■ **Work instruction**
In the data below, find each line containing the string "Yellow" and return it.
········
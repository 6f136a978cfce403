//! Configuration structures for bundle assembly.
//!
//! All rule tables (core-system names, force-bundle markers, system library
//! prefixes) are plain data on [`Settings`], never hard-coded logic: the set
//! of runtime stacks that must travel with a bundle is project-specific, and
//! tests substitute minimal tables for the full platform lists.

use serde::Deserialize;
use std::path::{Path, PathBuf};

use crate::bail;
use crate::bundler::error::Result;

/// Package metadata used in the desktop entry and summary output.
#[derive(Debug, Clone, Default, Deserialize)]
pub struct PackageSettings {
    /// Product name displayed to users.
    ///
    /// This is the human-readable name shown in the desktop entry `Name=`
    /// field.
    pub product_name: String,

    /// Version string in semantic versioning format.
    ///
    /// Example: "1.0.0", "0.2.3-beta.1"
    #[serde(default = "default_version")]
    pub version: String,

    /// Brief description of the application.
    ///
    /// Used as the desktop entry `Comment=` field.
    #[serde(default)]
    pub description: String,

    /// Desktop entry `Categories=` value, e.g. `"Utility;GTK;"`.
    ///
    /// Default: None (falls back to `"Utility;"`)
    #[serde(default)]
    pub category: Option<String>,
}

fn default_version() -> String {
    "0.1.0".to_string()
}

/// An auxiliary directory copied into the bundle.
#[derive(Debug, Clone, Deserialize)]
pub struct DirSpec {
    /// Destination directory name under `usr/bin`.
    pub name: String,

    /// Source directory, relative to the install prefix unless absolute.
    pub source: PathBuf,
}

/// An application icon to classify and place.
#[derive(Debug, Clone, Deserialize)]
pub struct IconSpec {
    /// Icon name; the destination file becomes `<name>.png`.
    pub name: String,

    /// Source image, relative to the install prefix unless absolute.
    pub source: PathBuf,
}

/// Rule tables driving library classification.
///
/// Classification is a pure function of the library path and these tables;
/// see [`crate::bundler::Classifier`] for the evaluation order.
#[derive(Debug, Clone, Deserialize)]
pub struct ClassifierRules {
    /// Library basenames assumed present and ABI-compatible on any host.
    ///
    /// Matched as substrings of the basename, so `"libc.so"` covers
    /// `libc.so.6` and `"ld-linux"` covers `ld-linux-x86-64.so.2`.
    #[serde(default = "default_core_system")]
    pub core_system: Vec<String>,

    /// Path markers for runtime stacks that must travel with the bundle
    /// regardless of where the host installed them.
    ///
    /// Matched as substrings of the full path.
    #[serde(default = "default_force_bundle")]
    pub force_bundle: Vec<String>,

    /// Standard system library directories, matched as path prefixes.
    ///
    /// `/lib` and `/usr/lib` also cover `/lib64` and `/usr/lib64` by prefix.
    #[serde(default = "default_system_prefixes")]
    pub system_prefixes: Vec<String>,
}

impl Default for ClassifierRules {
    fn default() -> Self {
        Self {
            core_system: default_core_system(),
            force_bundle: default_force_bundle(),
            system_prefixes: default_system_prefixes(),
        }
    }
}

fn default_core_system() -> Vec<String> {
    [
        // C runtime, loader, and POSIX utility libraries
        "libc.so",
        "libm.so",
        "ld-linux",
        "libdl.so",
        "libpthread.so",
        "librt.so",
        "libresolv.so",
        "libnsl.so",
        "libcrypt.so",
        "libutil.so",
        // Graphics stack, always host-provided
        "libGL.so",
        "libGLX",
        "libEGL.so",
        "libGLdispatch.so",
        "libOpenGL.so",
        "libgbm.so",
        "libdrm.so",
        "libX11",
        "libxcb",
        "libXau",
        "libXdmcp",
        "libXext",
        "libXrender",
        "libXrandr",
        "libXi.so",
        "libXcursor",
        "libXfixes",
        "libXinerama",
        "libwayland-",
    ]
    .iter()
    .map(|s| s.to_string())
    .collect()
}

fn default_force_bundle() -> Vec<String> {
    ["gstreamer", "opencv", "ffmpeg"]
        .iter()
        .map(|s| s.to_string())
        .collect()
}

fn default_system_prefixes() -> Vec<String> {
    ["/lib", "/usr/lib"].iter().map(|s| s.to_string()).collect()
}

/// Validated configuration for one assembly run.
///
/// Built with [`SettingsBuilder`]; the bundle manifest in the CLI layer is
/// the usual source.
#[derive(Debug, Clone)]
pub struct Settings {
    package: PackageSettings,
    install_prefix: PathBuf,
    app_dir: PathBuf,
    executables: Vec<String>,
    primary_executable: Option<String>,
    project_libraries: Vec<String>,
    plugin_dirs: Vec<DirSpec>,
    data_dirs: Vec<DirSpec>,
    icons: Vec<IconSpec>,
    rules: ClassifierRules,
}

impl Settings {
    /// Product name shown to users.
    pub fn product_name(&self) -> &str {
        &self.package.product_name
    }

    /// Package version string.
    pub fn version_string(&self) -> &str {
        &self.package.version
    }

    /// Package description.
    pub fn description(&self) -> &str {
        &self.package.description
    }

    /// Desktop entry category string, if configured.
    pub fn category(&self) -> Option<&str> {
        self.package.category.as_deref()
    }

    /// Installation tree the bundle is assembled from.
    pub fn install_prefix(&self) -> &Path {
        &self.install_prefix
    }

    /// Output AppDir path. Recreated from scratch every run.
    pub fn app_dir(&self) -> &Path {
        &self.app_dir
    }

    /// Executables copied from the install prefix, in configuration order.
    pub fn executables(&self) -> &[String] {
        &self.executables
    }

    /// The executable the AppRun launcher forwards to.
    ///
    /// Defaults to the first configured executable.
    pub fn primary_executable(&self) -> &str {
        self.primary_executable
            .as_deref()
            .unwrap_or_else(|| self.executables[0].as_str())
    }

    /// Project-owned libraries seeded into `usr/lib` before dependency
    /// resolution.
    pub fn project_libraries(&self) -> &[String] {
        &self.project_libraries
    }

    /// Plugin directories copied under `usr/bin` and relocated.
    pub fn plugin_dirs(&self) -> &[DirSpec] {
        &self.plugin_dirs
    }

    /// Data directories copied under `usr/bin` verbatim.
    pub fn data_dirs(&self) -> &[DirSpec] {
        &self.data_dirs
    }

    /// Icons to classify and place.
    pub fn icons(&self) -> &[IconSpec] {
        &self.icons
    }

    /// Classification rule tables.
    pub fn rules(&self) -> &ClassifierRules {
        &self.rules
    }

    /// Desktop entry file name at the AppDir root.
    pub fn desktop_entry_name(&self) -> String {
        format!("{}.desktop", self.primary_executable())
    }

    /// Icon name referenced by the desktop entry.
    pub fn icon_name(&self) -> &str {
        self.primary_executable()
    }

    /// Resolve a configured source path against the install prefix.
    pub fn resolve_source(&self, source: &Path) -> PathBuf {
        if source.is_absolute() {
            source.to_path_buf()
        } else {
            self.install_prefix.join(source)
        }
    }
}

/// Builder for [`Settings`].
#[derive(Debug, Default)]
pub struct SettingsBuilder {
    package: Option<PackageSettings>,
    install_prefix: Option<PathBuf>,
    app_dir: Option<PathBuf>,
    executables: Vec<String>,
    primary_executable: Option<String>,
    project_libraries: Vec<String>,
    plugin_dirs: Vec<DirSpec>,
    data_dirs: Vec<DirSpec>,
    icons: Vec<IconSpec>,
    rules: Option<ClassifierRules>,
}

impl SettingsBuilder {
    /// Creates a new builder with no fields set.
    pub fn new() -> Self {
        Self::default()
    }

    /// Sets the package metadata.
    pub fn package_settings(mut self, package: PackageSettings) -> Self {
        self.package = Some(package);
        self
    }

    /// Sets the installation tree to assemble from.
    pub fn install_prefix(mut self, prefix: impl Into<PathBuf>) -> Self {
        self.install_prefix = Some(prefix.into());
        self
    }

    /// Sets the output AppDir path.
    ///
    /// Default: `<ProductName>.AppDir` in the working directory.
    pub fn app_dir(mut self, app_dir: impl Into<PathBuf>) -> Self {
        self.app_dir = Some(app_dir.into());
        self
    }

    /// Sets the executables to bundle.
    pub fn executables(mut self, executables: Vec<String>) -> Self {
        self.executables = executables;
        self
    }

    /// Sets the launcher target executable.
    pub fn primary_executable(mut self, name: impl Into<String>) -> Self {
        self.primary_executable = Some(name.into());
        self
    }

    /// Sets the project-owned libraries to pre-seed.
    pub fn project_libraries(mut self, libraries: Vec<String>) -> Self {
        self.project_libraries = libraries;
        self
    }

    /// Sets the plugin directories.
    pub fn plugin_dirs(mut self, dirs: Vec<DirSpec>) -> Self {
        self.plugin_dirs = dirs;
        self
    }

    /// Sets the data directories.
    pub fn data_dirs(mut self, dirs: Vec<DirSpec>) -> Self {
        self.data_dirs = dirs;
        self
    }

    /// Sets the icons to place.
    pub fn icons(mut self, icons: Vec<IconSpec>) -> Self {
        self.icons = icons;
        self
    }

    /// Overrides the classification rule tables.
    pub fn classifier_rules(mut self, rules: ClassifierRules) -> Self {
        self.rules = Some(rules);
        self
    }

    /// Validates the configuration and builds [`Settings`].
    pub fn build(self) -> Result<Settings> {
        let package = self.package.unwrap_or_default();
        if package.product_name.is_empty() {
            bail!("product name is required");
        }
        let install_prefix = match self.install_prefix {
            Some(prefix) => prefix,
            None => bail!("install prefix is required"),
        };
        if self.executables.is_empty() {
            bail!("at least one executable is required");
        }
        if let Some(primary) = &self.primary_executable
            && !self.executables.contains(primary)
        {
            bail!("primary executable '{primary}' is not in the executable list");
        }
        let app_dir = self
            .app_dir
            .unwrap_or_else(|| PathBuf::from(format!("{}.AppDir", package.product_name)));

        Ok(Settings {
            package,
            install_prefix,
            app_dir,
            executables: self.executables,
            primary_executable: self.primary_executable,
            project_libraries: self.project_libraries,
            plugin_dirs: self.plugin_dirs,
            data_dirs: self.data_dirs,
            icons: self.icons,
            rules: self.rules.unwrap_or_default(),
        })
    }
}
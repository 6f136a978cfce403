//! Command line argument parsing and validation.
//!
//! The tool is designed to "just work" - point it at a bundle manifest, it
//! assembles the AppDir.

use clap::Parser;
use std::path::PathBuf;

/// Assemble a relocatable AppDir bundle from an installed tree
#[derive(Parser, Debug)]
#[command(
    name = "appdir_bundler",
    version,
    about = "Assemble a relocatable AppDir bundle from an installed tree",
    long_about = "Collect executables, resolve and copy their non-system shared-library \
dependencies, rewrite library search paths with $ORIGIN expressions, and emit the \
AppRun launcher, desktop entry, and size-keyed icons.

Usage:
  appdir_bundler bundle.json
  appdir_bundler bundle.json --output Revere.AppDir"
)]
pub struct Args {
    /// Bundle manifest (JSON) describing the installed tree to package
    #[arg(index = 1, value_name = "MANIFEST")]
    pub manifest: PathBuf,

    /// Output AppDir path (defaults to <ProductName>.AppDir)
    #[arg(long, short = 'o', value_name = "DIR")]
    pub output: Option<PathBuf>,

    /// Show verbose progress output
    #[arg(long, short = 'v', conflicts_with = "quiet")]
    pub verbose: bool,

    /// Only print warnings and errors
    #[arg(long, short = 'q')]
    pub quiet: bool,
}

impl Args {
    /// Parse command line arguments
    pub fn parse_args() -> Self {
        Self::parse()
    }

    /// Validate arguments for consistency
    pub fn validate(&self) -> Result<(), String> {
        if self.manifest.as_os_str().is_empty() {
            return Err("Bundle manifest path is required".to_string());
        }
        Ok(())
    }
}
//! Command line interface for appdir_bundler.
//!
//! Loads the bundle manifest, verifies the external tools are available, and
//! drives one assembly run with user-facing progress output.

mod args;
mod manifest;
mod output;

pub use args::Args;
pub use manifest::BundleManifest;
pub use output::OutputManager;

use crate::bail;
use crate::bundler::{AppDirBuilder, LddQuery, PatchelfPatcher, Result};

/// Main CLI entry point.
pub fn run() -> Result<i32> {
    let args = Args::parse_args();
    if let Err(message) = args.validate() {
        bail!(message);
    }

    let output = OutputManager::new(args.verbose, args.quiet);

    let manifest = BundleManifest::load(&args.manifest)?;
    let settings = manifest.into_settings(args.output)?;

    preflight()?;

    let _ = output.info(&format!(
        "Assembling {} {} into {}",
        settings.product_name(),
        settings.version_string(),
        settings.app_dir().display()
    ));

    let desktop_entry = settings.app_dir().join(settings.desktop_entry_name());
    let builder = AppDirBuilder::new(settings, LddQuery::default(), PatchelfPatcher::default());
    let report = builder.assemble()?;

    for warning in &report.warnings {
        let _ = output.warn(warning);
    }
    let _ = output.success(&format!(
        "AppDir ready: {} ({} executables, {} bundled libraries, {} binaries relocated)",
        report.app_dir.display(),
        report.executables.len(),
        report.libraries.len(),
        report.relocated
    ));

    output.println("\nNext steps:");
    output.indent(&format!(
        "linuxdeploy --appdir {} --desktop-file {} --output appimage",
        report.app_dir.display(),
        desktop_entry.display()
    ));

    Ok(0)
}

/// Verifies the external tools the resolver and relocator shell out to.
fn preflight() -> Result<()> {
    for tool in ["ldd", "patchelf"] {
        match which::which(tool) {
            Ok(path) => log::debug!("found {tool} at {}", path.display()),
            Err(e) => bail!("required tool '{tool}' not found in PATH ({e})"),
        }
    }
    Ok(())
}
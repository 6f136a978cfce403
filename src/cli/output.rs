//! Colored terminal output for assembly runs.
//!
//! Provides consistent, colored CLI output with proper formatting.

use std::io::Write;
use termcolor::{BufferWriter, Color, ColorChoice, ColorSpec, WriteColor};

/// Output manager for consistent colored terminal output.
#[derive(Debug)]
pub struct OutputManager {
    bufwtr: BufferWriter,
    verbose: bool,
    quiet: bool,
}

impl OutputManager {
    /// Creates a new output manager.
    pub fn new(verbose: bool, quiet: bool) -> Self {
        Self {
            bufwtr: BufferWriter::stdout(ColorChoice::Auto),
            verbose,
            quiet,
        }
    }

    /// Prints an info message (normal output).
    pub fn info(&self, message: &str) -> std::io::Result<()> {
        if self.quiet {
            return Ok(());
        }

        let mut buffer = self.bufwtr.buffer();
        let _ = buffer.set_color(ColorSpec::new().set_fg(Some(Color::Cyan)));
        let _ = write!(&mut buffer, "ℹ");
        let _ = buffer.reset();
        let _ = writeln!(&mut buffer, " {}", message);
        self.bufwtr.print(&buffer)
    }

    /// Prints a success message.
    pub fn success(&self, message: &str) -> std::io::Result<()> {
        if self.quiet {
            return Ok(());
        }

        let mut buffer = self.bufwtr.buffer();
        let _ = buffer.set_color(ColorSpec::new().set_fg(Some(Color::Green)).set_bold(true));
        let _ = write!(&mut buffer, "✓");
        let _ = buffer.reset();
        let _ = writeln!(&mut buffer, " {}", message);
        self.bufwtr.print(&buffer)
    }

    /// Prints a warning message.
    pub fn warn(&self, message: &str) -> std::io::Result<()> {
        let mut buffer = self.bufwtr.buffer();
        let _ = buffer.set_color(ColorSpec::new().set_fg(Some(Color::Yellow)).set_bold(true));
        let _ = write!(&mut buffer, "⚠");
        let _ = buffer.reset();
        let _ = buffer.set_color(ColorSpec::new().set_fg(Some(Color::Yellow)));
        let _ = writeln!(&mut buffer, " {}", message);
        let _ = buffer.reset();
        self.bufwtr.print(&buffer)
    }

    /// Prints an error message (always shown, to stderr).
    pub fn error(&self, message: &str) {
        let bufwtr = BufferWriter::stderr(ColorChoice::Auto);
        let mut buffer = bufwtr.buffer();

        if buffer
            .set_color(ColorSpec::new().set_fg(Some(Color::Red)).set_bold(true))
            .is_err()
            || write!(&mut buffer, "✗").is_err()
            || buffer.reset().is_err()
            || buffer
                .set_color(ColorSpec::new().set_fg(Some(Color::Red)))
                .is_err()
            || writeln!(&mut buffer, " {}", message).is_err()
            || buffer.reset().is_err()
            || bufwtr.print(&buffer).is_err()
        {
            // stderr failed - fall back to stdout as last resort
            println!("✗ {}", message);
        }
    }

    /// Prints a plain message.
    pub fn println(&self, message: &str) {
        if !self.quiet {
            println!("{}", message);
        }
    }

    /// Prints indented text.
    pub fn indent(&self, message: &str) {
        if !self.quiet {
            println!("  {}", message);
        }
    }

    /// Prints a message only in verbose mode.
    pub fn verbose(&self, message: &str) {
        if self.verbose && !self.quiet {
            println!("{}", message);
        }
    }
}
········
■ **Solution for this problem**
        let _ = buffer.set_color(ColorSpec::new().set_fg(Some(Color::Yellow)).set_bold(true));
        let _ = buffer.set_color(ColorSpec::new().set_fg(Some(Color::Yellow)));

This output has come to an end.